Search the entries below for the word "impl", then copy each line in which it is found.
* * * *
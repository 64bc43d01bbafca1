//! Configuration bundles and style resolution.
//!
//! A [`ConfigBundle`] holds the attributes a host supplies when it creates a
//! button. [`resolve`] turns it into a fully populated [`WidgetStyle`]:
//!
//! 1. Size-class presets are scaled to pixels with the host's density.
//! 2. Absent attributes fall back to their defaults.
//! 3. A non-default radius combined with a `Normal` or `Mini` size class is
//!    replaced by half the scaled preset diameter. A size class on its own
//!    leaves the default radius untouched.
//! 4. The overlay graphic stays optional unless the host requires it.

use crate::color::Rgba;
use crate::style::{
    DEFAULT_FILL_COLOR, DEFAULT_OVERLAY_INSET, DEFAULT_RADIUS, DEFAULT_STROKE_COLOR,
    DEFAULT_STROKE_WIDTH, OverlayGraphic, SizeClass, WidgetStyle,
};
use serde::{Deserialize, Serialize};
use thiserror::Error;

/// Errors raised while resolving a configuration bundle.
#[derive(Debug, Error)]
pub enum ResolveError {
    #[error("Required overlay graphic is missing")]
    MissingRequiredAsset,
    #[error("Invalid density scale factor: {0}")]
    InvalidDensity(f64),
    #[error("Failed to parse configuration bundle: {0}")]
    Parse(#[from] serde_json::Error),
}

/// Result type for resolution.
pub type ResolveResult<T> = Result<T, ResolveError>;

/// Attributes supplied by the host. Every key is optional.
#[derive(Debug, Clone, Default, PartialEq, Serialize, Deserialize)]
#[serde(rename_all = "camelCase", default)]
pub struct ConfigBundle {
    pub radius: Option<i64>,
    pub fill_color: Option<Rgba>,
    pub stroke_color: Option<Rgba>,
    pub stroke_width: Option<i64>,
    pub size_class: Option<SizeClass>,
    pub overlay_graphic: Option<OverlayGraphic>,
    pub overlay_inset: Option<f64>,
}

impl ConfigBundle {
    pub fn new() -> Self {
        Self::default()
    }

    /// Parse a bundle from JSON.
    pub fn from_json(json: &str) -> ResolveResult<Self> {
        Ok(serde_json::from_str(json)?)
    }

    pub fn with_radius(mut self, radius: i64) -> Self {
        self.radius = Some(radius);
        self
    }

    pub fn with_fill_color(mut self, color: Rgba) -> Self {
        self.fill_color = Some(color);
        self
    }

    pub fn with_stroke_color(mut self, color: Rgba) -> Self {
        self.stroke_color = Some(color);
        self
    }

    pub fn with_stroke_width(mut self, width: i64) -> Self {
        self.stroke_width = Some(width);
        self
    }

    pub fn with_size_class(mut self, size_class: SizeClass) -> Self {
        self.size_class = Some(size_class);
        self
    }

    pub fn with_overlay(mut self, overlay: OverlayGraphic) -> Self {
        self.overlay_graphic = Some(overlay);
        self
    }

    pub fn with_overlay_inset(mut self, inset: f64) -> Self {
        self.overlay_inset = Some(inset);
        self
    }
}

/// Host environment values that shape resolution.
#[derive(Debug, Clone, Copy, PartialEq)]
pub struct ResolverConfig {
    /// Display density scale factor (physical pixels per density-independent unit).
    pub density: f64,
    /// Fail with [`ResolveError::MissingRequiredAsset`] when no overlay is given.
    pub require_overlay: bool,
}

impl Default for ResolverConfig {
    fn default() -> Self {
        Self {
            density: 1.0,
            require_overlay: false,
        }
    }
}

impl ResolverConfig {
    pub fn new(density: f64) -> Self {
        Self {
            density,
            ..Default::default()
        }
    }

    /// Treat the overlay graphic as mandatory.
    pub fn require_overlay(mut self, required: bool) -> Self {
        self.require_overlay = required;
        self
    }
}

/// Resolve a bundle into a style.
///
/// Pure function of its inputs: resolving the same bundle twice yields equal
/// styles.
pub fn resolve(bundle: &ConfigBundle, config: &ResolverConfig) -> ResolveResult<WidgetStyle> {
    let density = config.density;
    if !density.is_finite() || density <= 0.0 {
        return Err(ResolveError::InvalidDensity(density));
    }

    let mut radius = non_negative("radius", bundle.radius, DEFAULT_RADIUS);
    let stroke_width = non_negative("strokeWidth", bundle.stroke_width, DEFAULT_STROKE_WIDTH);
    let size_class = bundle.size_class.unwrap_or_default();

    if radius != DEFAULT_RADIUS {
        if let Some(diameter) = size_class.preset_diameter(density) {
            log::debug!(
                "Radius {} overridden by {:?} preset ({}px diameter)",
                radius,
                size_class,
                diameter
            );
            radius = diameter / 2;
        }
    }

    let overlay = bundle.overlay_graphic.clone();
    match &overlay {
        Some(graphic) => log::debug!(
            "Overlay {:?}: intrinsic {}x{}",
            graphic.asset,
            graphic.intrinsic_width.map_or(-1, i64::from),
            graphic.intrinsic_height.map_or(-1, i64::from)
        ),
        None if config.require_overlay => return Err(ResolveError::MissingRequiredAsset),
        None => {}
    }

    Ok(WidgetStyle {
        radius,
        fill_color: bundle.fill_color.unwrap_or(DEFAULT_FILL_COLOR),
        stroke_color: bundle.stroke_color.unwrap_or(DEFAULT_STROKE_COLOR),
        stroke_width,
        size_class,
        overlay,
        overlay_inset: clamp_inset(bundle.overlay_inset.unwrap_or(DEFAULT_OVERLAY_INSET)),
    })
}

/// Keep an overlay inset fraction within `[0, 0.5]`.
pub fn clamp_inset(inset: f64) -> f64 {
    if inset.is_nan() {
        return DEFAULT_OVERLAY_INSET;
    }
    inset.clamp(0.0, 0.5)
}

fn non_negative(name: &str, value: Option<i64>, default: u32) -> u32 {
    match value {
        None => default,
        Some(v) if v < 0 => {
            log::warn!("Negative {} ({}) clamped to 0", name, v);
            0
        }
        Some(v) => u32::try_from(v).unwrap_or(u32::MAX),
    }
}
* * * *
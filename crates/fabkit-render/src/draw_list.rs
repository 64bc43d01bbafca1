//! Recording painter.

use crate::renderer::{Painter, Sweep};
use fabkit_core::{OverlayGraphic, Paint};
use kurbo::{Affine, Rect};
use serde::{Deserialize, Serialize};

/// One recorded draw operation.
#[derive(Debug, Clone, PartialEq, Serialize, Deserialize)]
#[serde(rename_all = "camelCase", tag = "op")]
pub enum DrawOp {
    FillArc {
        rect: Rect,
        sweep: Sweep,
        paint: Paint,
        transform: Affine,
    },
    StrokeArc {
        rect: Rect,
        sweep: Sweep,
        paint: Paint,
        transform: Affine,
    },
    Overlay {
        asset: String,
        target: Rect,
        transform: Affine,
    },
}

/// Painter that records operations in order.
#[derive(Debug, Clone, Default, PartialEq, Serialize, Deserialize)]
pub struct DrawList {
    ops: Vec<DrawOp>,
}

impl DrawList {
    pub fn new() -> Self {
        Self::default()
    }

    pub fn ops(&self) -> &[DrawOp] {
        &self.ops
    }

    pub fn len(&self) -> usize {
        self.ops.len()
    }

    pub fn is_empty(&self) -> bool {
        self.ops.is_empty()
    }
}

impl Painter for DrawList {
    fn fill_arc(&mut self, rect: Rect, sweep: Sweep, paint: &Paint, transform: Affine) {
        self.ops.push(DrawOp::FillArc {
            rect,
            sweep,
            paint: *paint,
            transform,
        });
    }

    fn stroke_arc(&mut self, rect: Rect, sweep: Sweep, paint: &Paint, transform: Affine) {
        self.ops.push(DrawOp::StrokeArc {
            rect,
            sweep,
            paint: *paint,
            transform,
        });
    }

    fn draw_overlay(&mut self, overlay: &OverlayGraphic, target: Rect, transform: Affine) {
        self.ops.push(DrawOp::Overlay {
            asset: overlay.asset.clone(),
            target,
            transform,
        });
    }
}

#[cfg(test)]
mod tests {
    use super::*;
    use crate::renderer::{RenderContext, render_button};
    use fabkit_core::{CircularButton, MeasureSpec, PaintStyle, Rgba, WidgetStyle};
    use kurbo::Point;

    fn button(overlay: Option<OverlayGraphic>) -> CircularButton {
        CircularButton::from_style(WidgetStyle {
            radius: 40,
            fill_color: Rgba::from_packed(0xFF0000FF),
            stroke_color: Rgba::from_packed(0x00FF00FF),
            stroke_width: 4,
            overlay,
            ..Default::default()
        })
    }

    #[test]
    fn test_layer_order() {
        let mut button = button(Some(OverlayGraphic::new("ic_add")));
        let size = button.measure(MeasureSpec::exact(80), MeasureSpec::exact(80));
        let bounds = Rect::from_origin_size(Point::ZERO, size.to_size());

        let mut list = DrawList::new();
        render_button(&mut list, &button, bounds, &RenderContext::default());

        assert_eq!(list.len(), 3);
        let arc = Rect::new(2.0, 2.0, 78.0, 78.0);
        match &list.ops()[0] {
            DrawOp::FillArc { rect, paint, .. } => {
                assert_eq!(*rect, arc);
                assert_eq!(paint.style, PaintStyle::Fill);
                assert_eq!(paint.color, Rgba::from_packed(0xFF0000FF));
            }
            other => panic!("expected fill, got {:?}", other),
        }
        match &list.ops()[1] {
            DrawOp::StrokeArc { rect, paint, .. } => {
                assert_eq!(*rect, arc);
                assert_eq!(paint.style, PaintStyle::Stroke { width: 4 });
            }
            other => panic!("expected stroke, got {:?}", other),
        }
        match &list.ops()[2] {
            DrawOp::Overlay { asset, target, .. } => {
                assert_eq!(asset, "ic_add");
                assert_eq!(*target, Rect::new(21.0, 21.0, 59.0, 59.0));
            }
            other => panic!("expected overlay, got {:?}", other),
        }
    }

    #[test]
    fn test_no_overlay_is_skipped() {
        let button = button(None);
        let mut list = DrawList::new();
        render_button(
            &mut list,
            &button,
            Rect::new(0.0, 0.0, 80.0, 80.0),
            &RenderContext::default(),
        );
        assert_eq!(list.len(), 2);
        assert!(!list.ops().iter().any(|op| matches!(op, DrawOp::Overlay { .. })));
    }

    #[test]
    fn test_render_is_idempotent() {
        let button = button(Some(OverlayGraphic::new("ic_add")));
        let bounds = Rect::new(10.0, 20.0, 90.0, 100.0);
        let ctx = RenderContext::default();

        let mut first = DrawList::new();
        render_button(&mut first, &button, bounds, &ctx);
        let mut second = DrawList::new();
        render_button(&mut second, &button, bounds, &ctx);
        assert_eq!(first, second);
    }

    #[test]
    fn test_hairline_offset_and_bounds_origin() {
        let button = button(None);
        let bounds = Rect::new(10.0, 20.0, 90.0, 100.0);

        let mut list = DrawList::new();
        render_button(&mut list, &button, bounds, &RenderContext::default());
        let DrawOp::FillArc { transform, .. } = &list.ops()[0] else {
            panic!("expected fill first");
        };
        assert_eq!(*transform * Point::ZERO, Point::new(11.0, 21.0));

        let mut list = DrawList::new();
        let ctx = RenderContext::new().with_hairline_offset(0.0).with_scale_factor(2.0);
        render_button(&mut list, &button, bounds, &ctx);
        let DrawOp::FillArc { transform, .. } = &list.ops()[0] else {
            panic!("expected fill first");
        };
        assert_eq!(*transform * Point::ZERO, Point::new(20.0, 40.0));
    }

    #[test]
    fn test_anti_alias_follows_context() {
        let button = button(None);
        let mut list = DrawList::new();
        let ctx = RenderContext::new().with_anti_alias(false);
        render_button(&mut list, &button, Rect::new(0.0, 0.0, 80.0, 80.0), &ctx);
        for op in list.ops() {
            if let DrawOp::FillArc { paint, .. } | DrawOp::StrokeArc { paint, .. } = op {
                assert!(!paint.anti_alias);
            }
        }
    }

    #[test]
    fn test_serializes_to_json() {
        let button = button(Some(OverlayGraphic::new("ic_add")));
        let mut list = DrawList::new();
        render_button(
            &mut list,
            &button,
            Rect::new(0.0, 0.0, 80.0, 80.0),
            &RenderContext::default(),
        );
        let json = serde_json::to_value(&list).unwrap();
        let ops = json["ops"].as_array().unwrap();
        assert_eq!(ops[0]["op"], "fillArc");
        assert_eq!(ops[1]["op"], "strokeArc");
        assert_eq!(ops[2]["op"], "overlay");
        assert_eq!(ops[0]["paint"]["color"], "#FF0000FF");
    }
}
* * * *
▶ [Solution to the problem]:
impl ConfigBundle {
impl Default for ResolverConfig {
impl ResolverConfig {
impl DrawList {
impl Painter for DrawList {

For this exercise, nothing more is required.